> **To do**: Write each entry out again, exactly as it is written.

> **Supplied records**:
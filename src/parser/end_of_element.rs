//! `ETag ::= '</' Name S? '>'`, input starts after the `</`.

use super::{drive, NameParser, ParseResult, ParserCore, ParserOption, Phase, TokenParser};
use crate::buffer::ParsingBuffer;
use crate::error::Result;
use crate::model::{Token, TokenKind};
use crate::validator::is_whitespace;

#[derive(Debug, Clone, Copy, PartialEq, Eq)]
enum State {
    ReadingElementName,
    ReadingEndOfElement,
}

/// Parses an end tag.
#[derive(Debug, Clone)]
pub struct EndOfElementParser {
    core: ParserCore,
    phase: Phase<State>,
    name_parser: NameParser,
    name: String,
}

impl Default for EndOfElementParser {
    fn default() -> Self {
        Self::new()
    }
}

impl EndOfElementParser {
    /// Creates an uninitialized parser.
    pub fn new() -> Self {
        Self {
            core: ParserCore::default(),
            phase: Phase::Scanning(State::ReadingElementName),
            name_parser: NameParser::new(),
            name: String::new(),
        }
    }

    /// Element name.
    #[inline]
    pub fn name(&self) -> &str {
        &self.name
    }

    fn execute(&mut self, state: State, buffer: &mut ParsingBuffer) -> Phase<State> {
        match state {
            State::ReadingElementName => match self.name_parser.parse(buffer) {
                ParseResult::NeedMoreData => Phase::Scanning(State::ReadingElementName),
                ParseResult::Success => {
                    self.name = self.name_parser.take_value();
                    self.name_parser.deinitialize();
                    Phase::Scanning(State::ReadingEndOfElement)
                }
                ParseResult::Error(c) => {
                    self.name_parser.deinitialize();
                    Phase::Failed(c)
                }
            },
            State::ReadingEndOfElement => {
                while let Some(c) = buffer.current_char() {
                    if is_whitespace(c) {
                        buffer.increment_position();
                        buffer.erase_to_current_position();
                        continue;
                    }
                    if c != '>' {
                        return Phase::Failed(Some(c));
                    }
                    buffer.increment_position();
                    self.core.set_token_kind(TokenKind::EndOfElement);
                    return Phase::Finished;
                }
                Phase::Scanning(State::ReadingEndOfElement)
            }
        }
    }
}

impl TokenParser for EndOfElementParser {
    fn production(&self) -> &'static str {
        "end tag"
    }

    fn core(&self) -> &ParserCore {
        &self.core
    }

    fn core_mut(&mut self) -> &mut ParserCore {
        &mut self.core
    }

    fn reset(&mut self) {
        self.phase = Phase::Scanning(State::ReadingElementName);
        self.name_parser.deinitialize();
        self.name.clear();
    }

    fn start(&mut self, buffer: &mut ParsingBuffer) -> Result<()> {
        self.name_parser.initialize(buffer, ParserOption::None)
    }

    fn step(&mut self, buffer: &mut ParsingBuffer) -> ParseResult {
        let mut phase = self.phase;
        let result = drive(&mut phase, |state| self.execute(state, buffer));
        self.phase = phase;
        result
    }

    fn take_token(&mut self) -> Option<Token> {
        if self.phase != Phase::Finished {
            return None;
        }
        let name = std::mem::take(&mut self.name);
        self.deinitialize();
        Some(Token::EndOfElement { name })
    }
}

> **Answer box**:
filename src/parser/end_of_element.rs
//! `ETag ::= '</' Name S? '>'`, input starts after the `</`.

use super::{drive, NameParser, ParseResult, ParserCore, ParserOption, Phase, TokenParser};
use crate::buffer::ParsingBuffer;
use crate::error::Result;
use crate::model::{Token, TokenKind};
use crate::validator::is_whitespace;

#[derive(Debug, Clone, Copy, PartialEq, Eq)]
enum State {
    ReadingElementName,
    ReadingEndOfElement,
}

/// Parses an end tag.
#[derive(Debug, Clone)]
pub struct EndOfElementParser {
    core: ParserCore,
    phase: Phase<State>,
    name_parser: NameParser,
    name: String,
}

impl Default for EndOfElementParser {
    fn default() -> Self {
        Self::new()
    }
}

impl EndOfElementParser {
    /// Creates an uninitialized parser.
    pub fn new() -> Self {
        Self {
            core: ParserCore::default(),
            phase: Phase::Scanning(State::ReadingElementName),
            name_parser: NameParser::new(),
            name: String::new(),
        }
    }

    /// Element name.
    #[inline]
    pub fn name(&self) -> &str {
        &self.name
    }

    fn execute(&mut self, state: State, buffer: &mut ParsingBuffer) -> Phase<State> {
        match state {
            State::ReadingElementName => match self.name_parser.parse(buffer) {
                ParseResult::NeedMoreData => Phase::Scanning(State::ReadingElementName),
                ParseResult::Success => {
                    self.name = self.name_parser.take_value();
                    self.name_parser.deinitialize();
                    Phase::Scanning(State::ReadingEndOfElement)
                }
                ParseResult::Error(c) => {
                    self.name_parser.deinitialize();
                    Phase::Failed(c)
                }
            },
            State::ReadingEndOfElement => {
                while let Some(c) = buffer.current_char() {
                    if is_whitespace(c) {
                        buffer.increment_position();
                        buffer.erase_to_current_position();
                        continue;
                    }
                    if c != '>' {
                        return Phase::Failed(Some(c));
                    }
                    buffer.increment_position();
                    self.core.set_token_kind(TokenKind::EndOfElement);
                    return Phase::Finished;
                }
                Phase::Scanning(State::ReadingEndOfElement)
            }
        }
    }
}

impl TokenParser for EndOfElementParser {
    fn production(&self) -> &'static str {
        "end tag"
    }

    fn core(&self) -> &ParserCore {
        &self.core
    }

    fn core_mut(&mut self) -> &mut ParserCore {
        &mut self.core
    }

    fn reset(&mut self) {
        self.phase = Phase::Scanning(State::ReadingElementName);
        self.name_parser.deinitialize();
        self.name.clear();
    }

    fn start(&mut self, buffer: &mut ParsingBuffer) -> Result<()> {
        self.name_parser.initialize(buffer, ParserOption::None)
    }

    fn step(&mut self, buffer: &mut ParsingBuffer) -> ParseResult {
        let mut phase = self.phase;
        let result = drive(&mut phase, |state| self.execute(state, buffer));
        self.phase = phase;
        result
    }

    fn take_token(&mut self) -> Option<Token> {
        if self.phase != Phase::Finished {
            return None;
        }
        let name = std::mem::take(&mut self.name);
        self.deinitialize();
        Some(Token::EndOfElement { name })
    }
}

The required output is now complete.